### ABOUT THIS TASK
For the records below, report how many lines include "count", with no accompanying text.

### Dataset entries
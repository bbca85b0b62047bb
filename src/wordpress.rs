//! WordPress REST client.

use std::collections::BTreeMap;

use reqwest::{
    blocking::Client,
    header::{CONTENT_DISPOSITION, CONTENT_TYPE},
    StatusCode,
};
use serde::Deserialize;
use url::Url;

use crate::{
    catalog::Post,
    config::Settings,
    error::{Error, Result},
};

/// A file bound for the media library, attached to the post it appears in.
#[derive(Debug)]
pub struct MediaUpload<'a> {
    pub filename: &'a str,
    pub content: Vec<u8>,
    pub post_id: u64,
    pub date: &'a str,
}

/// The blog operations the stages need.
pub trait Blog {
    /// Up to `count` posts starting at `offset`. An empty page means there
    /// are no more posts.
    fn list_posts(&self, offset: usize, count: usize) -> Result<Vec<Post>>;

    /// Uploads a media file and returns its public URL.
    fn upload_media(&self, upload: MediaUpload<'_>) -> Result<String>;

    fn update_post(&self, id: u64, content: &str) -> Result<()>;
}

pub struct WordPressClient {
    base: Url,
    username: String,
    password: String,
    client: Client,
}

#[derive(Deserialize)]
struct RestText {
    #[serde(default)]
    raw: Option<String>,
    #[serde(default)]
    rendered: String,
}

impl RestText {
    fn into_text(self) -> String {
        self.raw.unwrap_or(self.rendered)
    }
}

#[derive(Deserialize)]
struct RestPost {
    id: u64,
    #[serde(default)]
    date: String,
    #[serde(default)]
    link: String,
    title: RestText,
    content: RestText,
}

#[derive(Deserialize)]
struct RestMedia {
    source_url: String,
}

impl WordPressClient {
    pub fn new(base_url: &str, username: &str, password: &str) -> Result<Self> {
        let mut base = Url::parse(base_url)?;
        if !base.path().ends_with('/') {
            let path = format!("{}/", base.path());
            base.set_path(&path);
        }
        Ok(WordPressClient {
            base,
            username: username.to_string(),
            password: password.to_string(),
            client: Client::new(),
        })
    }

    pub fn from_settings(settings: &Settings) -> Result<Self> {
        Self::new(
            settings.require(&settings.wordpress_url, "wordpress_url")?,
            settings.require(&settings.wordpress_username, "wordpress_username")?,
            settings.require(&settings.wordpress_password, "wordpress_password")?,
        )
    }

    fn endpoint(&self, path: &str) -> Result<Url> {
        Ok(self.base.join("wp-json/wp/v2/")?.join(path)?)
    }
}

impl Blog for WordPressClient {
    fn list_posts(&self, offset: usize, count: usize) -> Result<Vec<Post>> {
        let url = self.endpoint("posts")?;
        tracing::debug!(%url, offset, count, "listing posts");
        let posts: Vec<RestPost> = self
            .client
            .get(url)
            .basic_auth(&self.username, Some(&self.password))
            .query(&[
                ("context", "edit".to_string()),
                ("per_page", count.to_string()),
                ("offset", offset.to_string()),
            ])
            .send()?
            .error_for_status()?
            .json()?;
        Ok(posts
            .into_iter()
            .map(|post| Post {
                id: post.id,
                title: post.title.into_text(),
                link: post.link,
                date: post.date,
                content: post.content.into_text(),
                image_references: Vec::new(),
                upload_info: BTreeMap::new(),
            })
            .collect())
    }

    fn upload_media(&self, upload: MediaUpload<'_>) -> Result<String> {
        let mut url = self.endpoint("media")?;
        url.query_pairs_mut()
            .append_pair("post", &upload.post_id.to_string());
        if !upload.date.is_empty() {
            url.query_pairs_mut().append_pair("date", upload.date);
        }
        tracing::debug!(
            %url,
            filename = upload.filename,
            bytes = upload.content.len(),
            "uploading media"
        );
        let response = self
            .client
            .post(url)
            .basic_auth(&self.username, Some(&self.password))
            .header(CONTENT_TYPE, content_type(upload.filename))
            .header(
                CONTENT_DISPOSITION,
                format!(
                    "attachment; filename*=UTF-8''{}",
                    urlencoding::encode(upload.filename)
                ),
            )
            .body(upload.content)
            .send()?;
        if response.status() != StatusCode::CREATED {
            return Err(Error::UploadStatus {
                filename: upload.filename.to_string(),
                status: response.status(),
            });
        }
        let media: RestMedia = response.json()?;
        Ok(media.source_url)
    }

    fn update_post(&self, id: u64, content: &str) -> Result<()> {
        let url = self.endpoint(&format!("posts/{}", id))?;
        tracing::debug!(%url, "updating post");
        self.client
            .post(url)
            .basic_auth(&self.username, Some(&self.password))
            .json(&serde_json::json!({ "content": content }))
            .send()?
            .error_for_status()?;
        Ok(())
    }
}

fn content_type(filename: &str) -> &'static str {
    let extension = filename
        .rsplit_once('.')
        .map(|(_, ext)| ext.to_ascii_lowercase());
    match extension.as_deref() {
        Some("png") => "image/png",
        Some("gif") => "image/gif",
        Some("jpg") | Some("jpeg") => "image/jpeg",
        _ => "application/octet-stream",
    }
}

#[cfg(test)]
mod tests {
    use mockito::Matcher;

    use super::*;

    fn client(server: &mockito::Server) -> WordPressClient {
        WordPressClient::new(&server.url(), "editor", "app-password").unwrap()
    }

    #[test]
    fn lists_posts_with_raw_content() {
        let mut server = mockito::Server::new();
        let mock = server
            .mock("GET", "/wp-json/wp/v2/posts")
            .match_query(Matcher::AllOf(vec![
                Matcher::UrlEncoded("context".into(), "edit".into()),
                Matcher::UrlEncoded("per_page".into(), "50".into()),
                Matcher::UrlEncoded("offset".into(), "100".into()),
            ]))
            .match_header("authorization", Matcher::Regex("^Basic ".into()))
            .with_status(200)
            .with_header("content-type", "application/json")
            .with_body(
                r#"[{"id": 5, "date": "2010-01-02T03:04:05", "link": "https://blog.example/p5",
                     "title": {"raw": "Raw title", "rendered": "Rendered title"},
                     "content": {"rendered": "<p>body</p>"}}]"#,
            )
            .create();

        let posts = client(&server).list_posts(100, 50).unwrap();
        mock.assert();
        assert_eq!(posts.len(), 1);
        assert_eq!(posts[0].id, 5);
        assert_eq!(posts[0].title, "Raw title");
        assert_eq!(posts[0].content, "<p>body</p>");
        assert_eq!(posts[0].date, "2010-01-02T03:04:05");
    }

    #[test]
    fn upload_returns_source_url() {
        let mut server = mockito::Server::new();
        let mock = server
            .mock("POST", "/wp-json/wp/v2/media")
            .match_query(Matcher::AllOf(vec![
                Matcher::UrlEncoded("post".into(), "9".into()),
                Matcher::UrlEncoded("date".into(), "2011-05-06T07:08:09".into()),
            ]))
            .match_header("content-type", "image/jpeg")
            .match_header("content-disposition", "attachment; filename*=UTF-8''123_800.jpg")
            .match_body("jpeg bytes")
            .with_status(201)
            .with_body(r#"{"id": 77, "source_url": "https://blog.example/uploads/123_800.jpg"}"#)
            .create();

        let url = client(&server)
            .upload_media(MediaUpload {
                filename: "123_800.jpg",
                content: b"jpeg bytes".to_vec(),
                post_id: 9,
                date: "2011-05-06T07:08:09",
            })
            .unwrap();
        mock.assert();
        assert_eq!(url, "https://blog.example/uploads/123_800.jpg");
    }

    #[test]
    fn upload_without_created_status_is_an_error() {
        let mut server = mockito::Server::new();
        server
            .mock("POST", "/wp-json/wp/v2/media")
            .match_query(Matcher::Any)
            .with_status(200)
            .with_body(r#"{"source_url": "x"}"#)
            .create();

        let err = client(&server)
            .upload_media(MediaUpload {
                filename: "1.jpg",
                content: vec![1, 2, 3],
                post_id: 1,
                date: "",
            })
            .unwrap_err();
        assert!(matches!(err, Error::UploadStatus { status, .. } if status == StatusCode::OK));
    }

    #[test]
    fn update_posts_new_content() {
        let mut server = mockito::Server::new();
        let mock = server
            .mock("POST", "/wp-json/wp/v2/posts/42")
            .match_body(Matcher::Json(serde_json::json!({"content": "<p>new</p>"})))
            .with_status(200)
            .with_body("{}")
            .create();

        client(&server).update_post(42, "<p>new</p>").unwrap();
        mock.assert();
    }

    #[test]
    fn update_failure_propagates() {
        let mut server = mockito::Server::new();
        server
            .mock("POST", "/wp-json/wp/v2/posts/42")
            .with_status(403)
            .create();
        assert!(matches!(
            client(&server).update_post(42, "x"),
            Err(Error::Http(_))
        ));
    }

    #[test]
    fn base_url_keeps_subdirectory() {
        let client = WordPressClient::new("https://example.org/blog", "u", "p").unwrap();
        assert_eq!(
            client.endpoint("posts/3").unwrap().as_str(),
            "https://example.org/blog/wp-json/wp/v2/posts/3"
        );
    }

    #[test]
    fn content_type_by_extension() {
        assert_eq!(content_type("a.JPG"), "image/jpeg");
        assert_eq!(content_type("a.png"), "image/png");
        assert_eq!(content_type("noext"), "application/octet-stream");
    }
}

### RESPONSE TO THIS EXERCISE
5